Problem details
In the records below, tally each line that contains the word "major" and give the total only.

Records for this exercise
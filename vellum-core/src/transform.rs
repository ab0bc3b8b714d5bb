//! 2-D affine transforms (3×3, column-major) and a save/restore stack.
//!
//! Every draw call carries an [`Affine`] that maps the vertices it
//! submits (page or document units) to clip space:
//!
//! ```text
//!  page ──translate(page origin)──► document
//!  document ──translate(-visible.origin)──► visible-local
//!  visible-local ──scale(2/w, -2/h)──► [0,2]×[0,-2]
//!  ──translate(-1, 1)──► clip ([-1,1]², +y up)
//! ```

use std::ops::Mul;

use log::warn;

use crate::geometry::{Point, Rect};

/// Column-major 3×3 affine matrix.
///
/// `columns[2]` holds the translation; the last row is always `(0, 0, 1)`.
#[derive(Clone, Copy, Debug, PartialEq)]
pub struct Affine {
    columns: [[f32; 3]; 3],
}

impl Default for Affine {
    fn default() -> Self {
        Self::IDENTITY
    }
}

impl Affine {
    pub const IDENTITY: Affine = Affine {
        columns: [[1.0, 0.0, 0.0], [0.0, 1.0, 0.0], [0.0, 0.0, 1.0]],
    };

    pub fn translate(dx: f32, dy: f32) -> Self {
        Self {
            columns: [[1.0, 0.0, 0.0], [0.0, 1.0, 0.0], [dx, dy, 1.0]],
        }
    }

    pub fn scale(sx: f32, sy: f32) -> Self {
        Self {
            columns: [[sx, 0.0, 0.0], [0.0, sy, 0.0], [0.0, 0.0, 1.0]],
        }
    }

    /// Map `rect` onto clip space: its top-left lands on (-1, 1) and its
    /// bottom-right on (1, -1).
    pub fn rect_to_clip(rect: &Rect) -> Self {
        if rect.is_empty() {
            warn!("rect_to_clip called with empty rect {rect}");
            return Self::IDENTITY;
        }
        Affine::translate(-1.0, 1.0)
            * Affine::scale(2.0 / rect.size.width, -2.0 / rect.size.height)
            * Affine::translate(-rect.origin.x, -rect.origin.y)
    }

    pub fn columns(&self) -> [[f32; 3]; 3] {
        self.columns
    }

    pub fn transform_point(&self, p: Point) -> Point {
        let c = &self.columns;
        Point::new(
            c[0][0] * p.x + c[1][0] * p.y + c[2][0],
            c[0][1] * p.x + c[1][1] * p.y + c[2][1],
        )
    }

    /// `self` followed by a translation, i.e. `self * translate(dx, dy)`.
    pub fn pre_translate(&self, dx: f32, dy: f32) -> Self {
        *self * Affine::translate(dx, dy)
    }
}

/// `a * b` applies `b` first, then `a`.
impl Mul for Affine {
    type Output = Affine;

    fn mul(self, rhs: Affine) -> Affine {
        let a = &self.columns;
        let b = &rhs.columns;
        let mut out = [[0.0f32; 3]; 3];
        for (col, out_col) in out.iter_mut().enumerate() {
            for (row, cell) in out_col.iter_mut().enumerate() {
                *cell = a[0][row] * b[col][0] + a[1][row] * b[col][1] + a[2][row] * b[col][2];
            }
        }
        Affine { columns: out }
    }
}

// ───────────────────────────────────────────────────────────────────
// TransformStack
// ───────────────────────────────────────────────────────────────────

/// Save/restore stack of transforms. Never empty.
#[derive(Clone, Debug)]
pub struct TransformStack {
    stack: Vec<Affine>,
}

impl Default for TransformStack {
    fn default() -> Self {
        Self::new(Affine::IDENTITY)
    }
}

impl TransformStack {
    pub fn new(base: Affine) -> Self {
        Self { stack: vec![base] }
    }

    pub fn current(&self) -> Affine {
        self.stack.last().copied().unwrap_or_default()
    }

    pub fn depth(&self) -> usize {
        self.stack.len()
    }

    pub fn save(&mut self) {
        let top = self.current();
        self.stack.push(top);
    }

    /// Pop the last `save`. An unbalanced restore is logged and ignored.
    pub fn restore(&mut self) {
        if self.stack.len() < 2 {
            warn!("TransformStack::restore without matching save");
            return;
        }
        self.stack.pop();
    }

    pub fn translate(&mut self, dx: f32, dy: f32) {
        self.apply(Affine::translate(dx, dy));
    }

    pub fn scale(&mut self, sx: f32, sy: f32) {
        self.apply(Affine::scale(sx, sy));
    }

    fn apply(&mut self, m: Affine) {
        if let Some(top) = self.stack.last_mut() {
            *top = *top * m;
        }
    }
}

// ===================================================================
// Tests
// ===================================================================
//! Redraw coalescing.
//!
//! Any number of redraw requests between two display refreshes collapse
//! into one pending redraw.  The redraw runs fast only if every request
//! folded into it asked for fast.

#[derive(Clone, Copy, Debug, Default, PartialEq, Eq)]
pub struct RedrawScheduler {
    pending: bool,
    fast: bool,
}

impl RedrawScheduler {
    pub fn new() -> Self {
        Self::default()
    }

    /// Fold a request into the pending redraw. Returns `true` when this
    /// request scheduled a new redraw (the host should ask for a frame).
    pub fn request(&mut self, fast: bool) -> bool {
        if self.pending {
            self.fast &= fast;
            return false;
        }
        self.pending = true;
        self.fast = fast;
        true
    }

    pub fn is_pending(&self) -> bool {
        self.pending
    }

    /// Take the pending redraw, returning its `fast` flag.
    pub fn take(&mut self) -> Option<bool> {
        if !self.pending {
            return None;
        }
        self.pending = false;
        Some(self.fast)
    }
}

// ===================================================================
// Tests
// ===================================================================
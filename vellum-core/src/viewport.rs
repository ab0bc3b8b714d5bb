//! Zoom, scroll and the visible part of the document.
//!
//! Three coordinate spaces meet here:
//!
//! - **viewport**: logical pixels of the window, origin top-left;
//! - **document**: the laid-out page stack ([`crate::layout::PageLayout`]);
//! - **device**: viewport × device pixel ratio, used for render sizes.
//!
//! `scroll` is measured in viewport pixels of the zoomed content.  When
//! the zoomed content is smaller than the viewport along an axis it is
//! centred, and scroll along that axis is pinned to zero.

use crate::geometry::{Point, Rect, Size};
use crate::transform::Affine;

#[derive(Clone, Debug, PartialEq)]
pub struct Viewport {
    size: Size,
    device_pixel_ratio: f32,
    zoom: f32,
    scroll: Point,
    content: Size,
}

impl Viewport {
    pub fn new(zoom: f32) -> Self {
        Self {
            size: Size::ZERO,
            device_pixel_ratio: 1.0,
            zoom,
            scroll: Point::ZERO,
            content: Size::ZERO,
        }
    }

    pub fn size(&self) -> Size {
        self.size
    }

    pub fn device_pixel_ratio(&self) -> f32 {
        self.device_pixel_ratio
    }

    pub fn zoom(&self) -> f32 {
        self.zoom
    }

    pub fn scroll(&self) -> Point {
        self.scroll
    }

    /// Device pixels per document unit.
    pub fn pixel_scale(&self) -> f32 {
        self.zoom * self.device_pixel_ratio
    }

    pub fn set_size(&mut self, size: Size, device_pixel_ratio: f32) {
        self.size = size;
        self.device_pixel_ratio = if device_pixel_ratio > 0.0 { device_pixel_ratio } else { 1.0 };
        self.clamp_scroll();
    }

    /// Unzoomed document size.
    pub fn set_content_size(&mut self, content: Size) {
        self.content = content;
        self.clamp_scroll();
    }

    /// Document size at the current zoom, in viewport pixels.
    pub fn scaled_content_size(&self) -> Size {
        self.content.scaled(self.zoom)
    }

    /// Centring offset along each axis (zero when the content overflows).
    pub fn margin(&self) -> Point {
        let content = self.scaled_content_size();
        Point::new(
            ((self.size.width - content.width) / 2.0).max(0.0),
            ((self.size.height - content.height) / 2.0).max(0.0),
        )
    }

    pub fn max_scroll(&self) -> Point {
        let content = self.scaled_content_size();
        Point::new(
            (content.width - self.size.width).max(0.0),
            (content.height - self.size.height).max(0.0),
        )
    }

    /// Set the scroll offset, clamped to the content. Returns whether it
    /// changed.
    pub fn set_scroll(&mut self, scroll: Point) -> bool {
        let before = self.scroll;
        self.scroll = scroll;
        self.clamp_scroll();
        self.scroll != before
    }

    /// Set zoom and scroll together (pinch, wheel zoom). The scroll is
    /// clamped against the new zoom. Returns whether anything changed.
    pub fn set_zoom_and_scroll(&mut self, zoom: f32, scroll: Point) -> bool {
        let before = (self.zoom, self.scroll);
        if zoom > 0.0 {
            self.zoom = zoom;
        }
        self.scroll = scroll;
        self.clamp_scroll();
        (self.zoom, self.scroll) != before
    }

    fn clamp_scroll(&mut self) {
        let max = self.max_scroll();
        self.scroll.x = self.scroll.x.clamp(0.0, max.x);
        self.scroll.y = self.scroll.y.clamp(0.0, max.y);
    }

    /// The visible document-space rectangle.
    pub fn visible_rect(&self) -> Rect {
        let margin = self.margin();
        Rect::new(
            (self.scroll.x - margin.x) / self.zoom,
            (self.scroll.y - margin.y) / self.zoom,
            self.size.width / self.zoom,
            self.size.height / self.zoom,
        )
    }

    pub fn viewport_to_document(&self, point: Point) -> Point {
        let margin = self.margin();
        Point::new(
            (point.x + self.scroll.x - margin.x) / self.zoom,
            (point.y + self.scroll.y - margin.y) / self.zoom,
        )
    }

    pub fn document_to_viewport(&self, point: Point) -> Point {
        let margin = self.margin();
        Point::new(
            point.x * self.zoom - self.scroll.x + margin.x,
            point.y * self.zoom - self.scroll.y + margin.y,
        )
    }

    pub fn document_rect_to_viewport(&self, rect: &Rect) -> Rect {
        Rect::from_origin_size(
            self.document_to_viewport(rect.origin),
            rect.size.scaled(self.zoom),
        )
    }

    /// Transform from document space to clip space.
    pub fn document_to_clip(&self) -> Affine {
        Affine::rect_to_clip(&self.visible_rect())
    }
}

// ===================================================================
// Tests
// ===================================================================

Answer for this exercise
2